An Osaka University-led research team has developed a system for simply and inhuman producing norovirus. By coaxing human induced pluripotent stem cells (iPSCs) to develop into the type of cell that usually leads to the intestine, how can they be used for producing the virus, how can it interact with human cells, and investigating potential vaccines?

Human norovirus is a major cause of intestinal infectious gastroenteritis, which can lead to illness and can even be fatal, particularly in children and in elderly people. No effective preventive vaccine or therapy is currently available, and studies of norovirus are severely limited because the virus cannot be easily grown in a laboratory setting. Many researchers have attempted to provide simplified methods for growing norovirus; none has succeeded, until now.

Prior to this study, published in Cellular and Molecular Gastroenterology and Hepatology, human norovirus could be grown in the laboratory but required human intestinal tissue (to provide cells for the virus to infect and grow) and bile (to provide sufficient nutrition and growth factors to those intestinal cells to allow viral growth).

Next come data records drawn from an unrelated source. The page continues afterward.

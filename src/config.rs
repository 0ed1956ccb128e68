use serde::{Deserialize, Serialize};
use std::env;

#[derive(Debug, Clone, Serialize, Deserialize)]
pub struct Config {
    pub server: ServerConfig,
    pub database: DatabaseConfig,
    pub jwt: JwtConfig,
    #[serde(default)]
    pub scheduler: SchedulerConfig,
}

#[derive(Debug, Clone, Serialize, Deserialize)]
pub struct ServerConfig {
    pub host: String,
    pub port: u16,
}

#[derive(Debug, Clone, Serialize, Deserialize)]
pub struct DatabaseConfig {
    pub url: String,
    pub max_connections: u32,
}

#[derive(Debug, Clone, Serialize, Deserialize)]
pub struct JwtConfig {
    pub secret: String,
    pub expires_in: i64, // seconds
}

#[derive(Debug, Clone, Serialize, Deserialize)]
pub struct SchedulerConfig {
    /// 状态扫描间隔（秒）
    #[serde(default = "default_sweep_interval")]
    pub sweep_interval_secs: u64,
    /// 周期课程延长任务间隔（秒）
    #[serde(default = "default_extension_interval")]
    pub extension_interval_secs: u64,
    /// 单次后台任务运行超时（秒），超时记日志并跳过本轮
    #[serde(default = "default_task_timeout")]
    pub task_timeout_secs: u64,
}

fn default_sweep_interval() -> u64 {
    60
}

fn default_extension_interval() -> u64 {
    24 * 3600
}

fn default_task_timeout() -> u64 {
    300
}

impl Default for SchedulerConfig {
    fn default() -> Self {
        Self {
            sweep_interval_secs: default_sweep_interval(),
            extension_interval_secs: default_extension_interval(),
            task_timeout_secs: default_task_timeout(),
        }
    }
}

impl Config {
    pub fn from_toml() -> anyhow::Result<Self> {
        use anyhow::Context;

        let config_path = env::var("CONFIG_PATH").unwrap_or_else(|_| "config.toml".to_string());
        use std::io::ErrorKind;

        // 优先读取配置文件，不存在则完全依赖环境变量
        let config_result = std::fs::read_to_string(&config_path);

        let mut config: Config = match config_result {
            Ok(config_str) => toml::from_str(&config_str).context("Failed to parse config")?,
            Err(e) if e.kind() == ErrorKind::NotFound => {
                fn get_env(name: &str) -> Option<String> {
                    env::var(name).ok()
                }
                fn get_env_parse<T: std::str::FromStr>(name: &str, default: T) -> T {
                    env::var(name)
                        .ok()
                        .and_then(|v| v.parse::<T>().ok())
                        .unwrap_or(default)
                }

                // 无配置文件时数据库 URL 必须提供
                let database_url = get_env("DATABASE_URL")
                    .context("DATABASE_URL is not set and config.toml was not found")?;

                Config {
                    server: ServerConfig {
                        host: get_env("SERVER_HOST").unwrap_or_else(|| "0.0.0.0".to_string()),
                        port: get_env_parse("SERVER_PORT", 8080u16),
                    },
                    database: DatabaseConfig {
                        url: database_url,
                        max_connections: get_env_parse("DB_MAX_CONNECTIONS", 10u32),
                    },
                    jwt: JwtConfig {
                        secret: get_env("JWT_SECRET")
                            .unwrap_or_else(|| "change-me-in-production".to_string()),
                        expires_in: get_env_parse("JWT_EXPIRES_IN", 604_800i64),
                    },
                    scheduler: SchedulerConfig {
                        sweep_interval_secs: get_env_parse(
                            "SWEEP_INTERVAL_SECS",
                            default_sweep_interval(),
                        ),
                        extension_interval_secs: get_env_parse(
                            "EXTENSION_INTERVAL_SECS",
                            default_extension_interval(),
                        ),
                        task_timeout_secs: get_env_parse(
                            "TASK_TIMEOUT_SECS",
                            default_task_timeout(),
                        ),
                    },
                }
            }
            Err(e) => {
                return Err(anyhow::anyhow!("Failed to read config file {config_path}: {e}"));
            }
        };

        // 环境变量覆盖（文件存在时同样生效）
        if let Ok(v) = env::var("SERVER_HOST") {
            config.server.host = v;
        }
        if let Ok(v) = env::var("SERVER_PORT") {
            if let Ok(p) = v.parse() {
                config.server.port = p;
            }
        }
        if let Ok(v) = env::var("DATABASE_URL") {
            config.database.url = v;
        }
        if let Ok(v) = env::var("DB_MAX_CONNECTIONS") {
            if let Ok(mc) = v.parse() {
                config.database.max_connections = mc;
            }
        }
        if let Ok(v) = env::var("JWT_SECRET") {
            config.jwt.secret = v;
        }
        if let Ok(v) = env::var("JWT_EXPIRES_IN") {
            if let Ok(n) = v.parse() {
                config.jwt.expires_in = n;
            }
        }
        if let Ok(v) = env::var("SWEEP_INTERVAL_SECS") {
            if let Ok(n) = v.parse() {
                config.scheduler.sweep_interval_secs = n;
            }
        }
        if let Ok(v) = env::var("EXTENSION_INTERVAL_SECS") {
            if let Ok(n) = v.parse() {
                config.scheduler.extension_interval_secs = n;
            }
        }
        if let Ok(v) = env::var("TASK_TIMEOUT_SECS") {
            if let Ok(n) = v.parse() {
                config.scheduler.task_timeout_secs = n;
            }
        }

        Ok(config)
    }
}
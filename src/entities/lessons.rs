use chrono::{DateTime, Utc};
use sea_orm::entity::prelude::*;
use sea_orm::{DeriveActiveEnum, EnumIter};
use serde::{Deserialize, Serialize};
use utoipa::ToSchema;

#[derive(
    Debug, Clone, Serialize, Deserialize, PartialEq, Eq, ToSchema, DeriveActiveEnum, EnumIter,
)]
#[sea_orm(rs_type = "String", db_type = "String(None)")]
#[serde(rename_all = "SCREAMING_SNAKE_CASE")]
pub enum Subject {
    #[sea_orm(string_value = "MATHEMATICS")]
    Mathematics,
    #[sea_orm(string_value = "PHYSICS")]
    Physics,
}

impl std::fmt::Display for Subject {
    fn fmt(&self, f: &mut std::fmt::Formatter<'_>) -> std::fmt::Result {
        match self {
            Subject::Mathematics => write!(f, "MATHEMATICS"),
            Subject::Physics => write!(f, "PHYSICS"),
        }
    }
}

#[derive(
    Debug, Clone, Serialize, Deserialize, PartialEq, Eq, ToSchema, DeriveActiveEnum, EnumIter,
)]
#[sea_orm(rs_type = "String", db_type = "String(None)")]
#[serde(rename_all = "SCREAMING_SNAKE_CASE")]
pub enum LessonType {
    #[sea_orm(string_value = "EGE")]
    Ege,
    #[sea_orm(string_value = "OGE")]
    Oge,
    #[sea_orm(string_value = "OLYMPICS")]
    Olympics,
    #[sea_orm(string_value = "SCHOOL")]
    School,
}

impl std::fmt::Display for LessonType {
    fn fmt(&self, f: &mut std::fmt::Formatter<'_>) -> std::fmt::Result {
        match self {
            LessonType::Ege => write!(f, "EGE"),
            LessonType::Oge => write!(f, "OGE"),
            LessonType::Olympics => write!(f, "OLYMPICS"),
            LessonType::School => write!(f, "SCHOOL"),
        }
    }
}

/// Lesson lifecycle. SCHEDULED/IN_PROGRESS/COMPLETED are driven by the
/// periodic sweep; CANCELLED and RESCHEDULED only by explicit user actions.
#[derive(
    Debug, Clone, Serialize, Deserialize, PartialEq, Eq, ToSchema, DeriveActiveEnum, EnumIter,
)]
#[sea_orm(rs_type = "String", db_type = "String(None)")]
#[serde(rename_all = "SCREAMING_SNAKE_CASE")]
pub enum LessonStatus {
    #[sea_orm(string_value = "SCHEDULED")]
    Scheduled,
    #[sea_orm(string_value = "IN_PROGRESS")]
    InProgress,
    #[sea_orm(string_value = "COMPLETED")]
    Completed,
    #[sea_orm(string_value = "CANCELLED")]
    Cancelled,
    #[sea_orm(string_value = "RESCHEDULED")]
    Rescheduled,
}

impl std::fmt::Display for LessonStatus {
    fn fmt(&self, f: &mut std::fmt::Formatter<'_>) -> std::fmt::Result {
        match self {
            LessonStatus::Scheduled => write!(f, "SCHEDULED"),
            LessonStatus::InProgress => write!(f, "IN_PROGRESS"),
            LessonStatus::Completed => write!(f, "COMPLETED"),
            LessonStatus::Cancelled => write!(f, "CANCELLED"),
            LessonStatus::Rescheduled => write!(f, "RESCHEDULED"),
        }
    }
}

#[derive(Clone, Debug, PartialEq, DeriveEntityModel)]
#[sea_orm(table_name = "lessons")]
pub struct Model {
    #[sea_orm(primary_key, auto_increment = false)]
    pub id: Uuid,
    pub tutor_id: i64,
    pub student_id: Uuid,
    pub subject: Subject,
    pub lesson_type: LessonType,
    pub description: Option<String>,
    pub start_time: DateTime<Utc>,
    pub end_time: DateTime<Utc>,
    pub price: Option<f64>,
    pub is_paid: bool,
    pub status: LessonStatus,
    pub is_recurring: bool,
    /// 同一周期系列的所有课程共享一个 series_id
    pub series_id: Option<Uuid>,
    pub homework: Option<String>,
    pub notes: Option<String>,
    /// 课程评分 1-5
    pub grade: Option<i32>,
    pub created_at: Option<DateTime<Utc>>,
    pub updated_at: Option<DateTime<Utc>>,
}

#[derive(Copy, Clone, Debug, EnumIter, DeriveRelation)]
pub enum Relation {}

impl ActiveModelBehavior for ActiveModel {}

The main limitation of this design is that these human products are obtained through surgical methods, such as biopsy, so they are only available in limited quantities.

Evaluating vaccine candidates and assessing immune responses

"Our new method uses intestinal epithelial cells (or 'IECs') produced from human iPSCs, which are theoretically available in nearly unlimited quantities," says lead author Shintaro Sato. "Even more importantly, these new IECs do not require the use of bile to produce large quantities of human norovirus."

Although bile helped viral growth, it was not necessary in order for many genotypes of norovirus to grow in these new IECs, which is a particularly important benefit of this system compared with cells that have been used in the past.

"Using these new IECs raises fewer ethical concerns than using systems that require conventional intestinal tissue," says Sato. "As a result, we expect that this method will be useful for industrial applications, such as evaluating vaccine candidates and assessing immune responses in clinical trials."

As a preliminary example of such an application, the researchers used the new system to identify that a lesser-known type of norovirus, GII.17, might be better than the predominant type of norovirus, GII.4, as the basis for a vaccine because it is effective against both GII.17 and GII.4 noroviruses. This finding, along with the new cellular system for producing norovirus, may help provide new and more effective vaccines against the virus, much more rapidly.